MCAS Lab – Auto Updating Discovery Data with Sample Data

Maybe you have a need to demo Microsoft Cloud App Security to your customers. Maybe you have a need for a lab that has constantly updated discovery data. Maybe creating a snapshot report every 30 days is good enough…maybe not. For me, I want the Discovery Dashboard to be populated with fresh data for demo purposes and the logs from my home router just don’t cut it as GBs of traffic to NetFlix, and Hulu and a taste of Twitter just don’t make for that compelling of a demo. I wanted a way to auto-update the global logs on a recurring basis in a “set it and forget it” manner.

  1. Deploy the log collector (Ubuntu FTW)
  2. Grab the Code and Config
  3. Create the Scheduled Task
  4. Forget it

#1 Deploy the log collector

https://docs.microsoft.com/en-us/cloud-app-security/discovery-docker-ubuntu

Critical Pieces of information:

  1. Machine Name – UBTLOG01
  2. Machine IP – 192.168.50.163 (this isn’t my real IP but I’ll keep it consistent for the purpose of the doc)
  3. Log Collector Data Source – name I gave the data source in the MCAS portal
  4. Log Collector Data Source Type – Palo Alto – PA Series FW
  5. Data Source Type – FTP

MCAS Portal – Log Collectors

Now that the log collector is deployed, we can move on to the code and the scheduled task

#2 Code and Config

Download from GitHub here
Download the code and drop it into the folder in which you want the script to run from and work.

I like using the CredentialManager module to register to register and hide credentials on my PowerShell automation machines.

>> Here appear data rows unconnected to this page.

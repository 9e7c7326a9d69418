// src/cli.rs

//! CLI argument parsing using `clap`.

use std::path::PathBuf;
use std::time::Duration;

use clap::{Parser, Subcommand, ValueEnum};

use crate::config::duration::parse_duration;

/// Command-line arguments for `pipeloop`.
#[derive(Debug, Clone, Parser)]
#[command(
    name = "pipeloop",
    version,
    about = "Run a multi-stage pipeline on a fixed cadence with backoff and health alerts.",
    long_about = None
)]
pub struct CliArgs {
    /// Path to the config file (TOML).
    ///
    /// Default: `$PIPELOOP_CONFIG`, else `Pipeloop.toml` in the current
    /// working directory.
    #[arg(long, global = true, value_name = "PATH")]
    pub config: Option<PathBuf>,

    /// Logging level (error, warn, info, debug, trace).
    ///
    /// If omitted, `PIPELOOP_LOG` or a default level will be used.
    #[arg(long, global = true, value_enum, value_name = "LEVEL")]
    pub log_level: Option<LogLevel>,

    #[command(subcommand)]
    pub command: Command,
}

/// Operator commands.
#[derive(Debug, Clone, Subcommand)]
pub enum Command {
    /// Run the orchestrator in the foreground until stopped.
    Start {
        /// Stop after this many cycles instead of running forever.
        #[arg(long, value_name = "N")]
        cycles: Option<u64>,
    },
    /// Ask a running instance to shut down gracefully.
    Stop {
        /// How long to wait before killing the process outright.
        #[arg(long, value_name = "DURATION", default_value = "60s", value_parser = parse_duration_arg)]
        timeout: Duration,
    },
    /// Show run state, the latest metrics snapshot and recent activity.
    Status {
        /// Print the raw status document as JSON.
        #[arg(long)]
        json: bool,
    },
    /// Print the most recent structured activity entries.
    Logs {
        /// Number of entries to show.
        #[arg(short = 'n', long, default_value_t = 20)]
        lines: usize,
    },
    /// Stop the running instance (if any) and start again in the foreground.
    Restart {
        #[arg(long, value_name = "DURATION", default_value = "60s", value_parser = parse_duration_arg)]
        timeout: Duration,
    },
    /// Parse + validate the config and print the pipeline without running it.
    Check,
    /// Evaluate health from the last published status and print alerts.
    Health {
        #[arg(long)]
        json: bool,
        /// Re-evaluate every DURATION until Ctrl-C.
        #[arg(long, value_name = "DURATION", value_parser = parse_watch_interval)]
        watch: Option<Duration>,
    },
}

/// Log level as exposed on the CLI.
#[derive(Debug, Copy, Clone, ValueEnum)]
pub enum LogLevel {
    Error,
    Warn,
    Info,
    Debug,
    Trace,
}

fn parse_duration_arg(s: &str) -> Result<Duration, String> {
    parse_duration(s)
}

fn parse_watch_interval(s: &str) -> Result<Duration, String> {
    match parse_duration(s)? {
        d if d.is_zero() => Err("watch interval must be greater than zero".to_string()),
        d => Ok(d),
    }
}

/// Convenience wrapper around `CliArgs::parse()`.
pub fn parse() -> CliArgs {
    CliArgs::parse()
}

PowerShell Gallery: Credential Manager 2.0

On line 44 of the PS1 code it has the path to the .env file (really just JSON) that contains all of the environmental variables necessary to run the script. Here’s the format of the .env file:

{
    “LogCollectorVMName”: “UBTLOG01”,
    “LogCollectorHVHost”: “DC03”,
    “LogCollectorIP”: “192.168.50.163”,
    “LogCollectorDSName”: “PaloFW-TSTLab”,
    “CredManTarget”: “MCAS”,
    “LogfilePath”: “E:/Jobs/MCASLogCollectorUpload”
}
LogCollectorVMName – Name of the Ubuntu machine
LogCollectorHVHost – I am using HyperV to host the log collector machine
LogCollectorIP – IP Address (LAN) for the Ubuntu machine
LogCollectorDSName – Data Source name assigned during the creating in MCAS
CredManTarget – name target used to retrieve the FTP credentials for pushing the log files
LogfilePath – path to really all of the artifacts – since this is a json file, use / instead of \ for the path
  1. Install Credential Manager on your worker machine
  2. Register the ftp credentials in a target named MCAS (match your .env file)
  3. Drop the script and the .env file in the LogFilePath you assigned earlier – I am using a path of E:\Jobs\MCASLogCollectorUpload

#3 Scheduled Task

Import the provided schedule task and tweak to your environment

  1. Fix the user

  2. Tweak the trigger (if wanted)

  3. Set the paths for the Action

    Program Path: %SystemRoot%\system32\WindowsPowerShell\v1.0\powershell.exe

    Arguments: full path to the .PS1 file – E:\Jobs\MCASLogCollectorUpload\MCAS_Upload-Log.ps1

    Start in – path to all the files – E:\Jobs\MCASLogCollectorUpload

#4 Forget it

At this point, run the scheduled task to ensure it is working. The PS1 script will even turn the VM on and off on-demand so that you can conserve the VM resources rather than having the Ubuntu machine running 24×7. If you are fast enough, you can FTP to the log collector yourself and see the file land – cd into the folder with the name of the Log Collector Data Source:

Once the file is uploaded, it will disappear from this folder on the FTP server. At that point, check in the governance log within MCAS and you should see this:

Now, your MCAS demo environment will stay fresh with recurring sample data.